REQUIRED WORK. The expected answer comprises all lines from the entries that contain the string "ProofText".

INFORMATION SUPPLIED.
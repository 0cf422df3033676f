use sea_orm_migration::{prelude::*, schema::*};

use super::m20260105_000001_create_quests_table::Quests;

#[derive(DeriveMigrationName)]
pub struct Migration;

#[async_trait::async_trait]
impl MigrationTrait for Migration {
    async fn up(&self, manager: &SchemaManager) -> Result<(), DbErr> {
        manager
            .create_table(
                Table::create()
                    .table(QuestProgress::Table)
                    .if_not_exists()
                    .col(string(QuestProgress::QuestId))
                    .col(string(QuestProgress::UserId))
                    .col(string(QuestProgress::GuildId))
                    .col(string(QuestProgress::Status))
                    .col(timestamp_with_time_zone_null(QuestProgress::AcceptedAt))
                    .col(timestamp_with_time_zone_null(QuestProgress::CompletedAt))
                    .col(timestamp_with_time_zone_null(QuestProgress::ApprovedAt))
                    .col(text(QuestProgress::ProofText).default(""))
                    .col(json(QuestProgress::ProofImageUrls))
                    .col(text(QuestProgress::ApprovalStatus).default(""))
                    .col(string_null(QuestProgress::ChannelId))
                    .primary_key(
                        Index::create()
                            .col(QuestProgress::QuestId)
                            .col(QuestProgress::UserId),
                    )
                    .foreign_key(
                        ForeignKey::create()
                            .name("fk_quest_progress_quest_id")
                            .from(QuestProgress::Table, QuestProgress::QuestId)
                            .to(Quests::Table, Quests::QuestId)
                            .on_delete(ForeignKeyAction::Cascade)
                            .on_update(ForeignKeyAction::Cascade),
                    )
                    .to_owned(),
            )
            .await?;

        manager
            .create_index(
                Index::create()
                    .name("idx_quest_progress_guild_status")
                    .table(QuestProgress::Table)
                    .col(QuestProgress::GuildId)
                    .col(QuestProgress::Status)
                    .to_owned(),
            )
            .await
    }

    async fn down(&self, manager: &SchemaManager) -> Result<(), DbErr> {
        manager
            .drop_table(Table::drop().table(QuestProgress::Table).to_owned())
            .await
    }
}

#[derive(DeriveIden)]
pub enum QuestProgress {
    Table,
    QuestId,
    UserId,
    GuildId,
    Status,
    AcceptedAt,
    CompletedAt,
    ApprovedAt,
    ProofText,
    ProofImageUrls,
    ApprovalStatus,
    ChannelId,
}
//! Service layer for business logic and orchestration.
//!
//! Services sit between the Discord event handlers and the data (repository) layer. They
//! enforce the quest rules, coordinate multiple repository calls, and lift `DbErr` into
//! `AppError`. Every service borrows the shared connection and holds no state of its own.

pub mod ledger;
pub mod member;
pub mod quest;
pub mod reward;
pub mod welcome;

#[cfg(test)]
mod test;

ANSWER SPACE.
                    .col(text(QuestProgress::ProofText).default(""))
    ProofText,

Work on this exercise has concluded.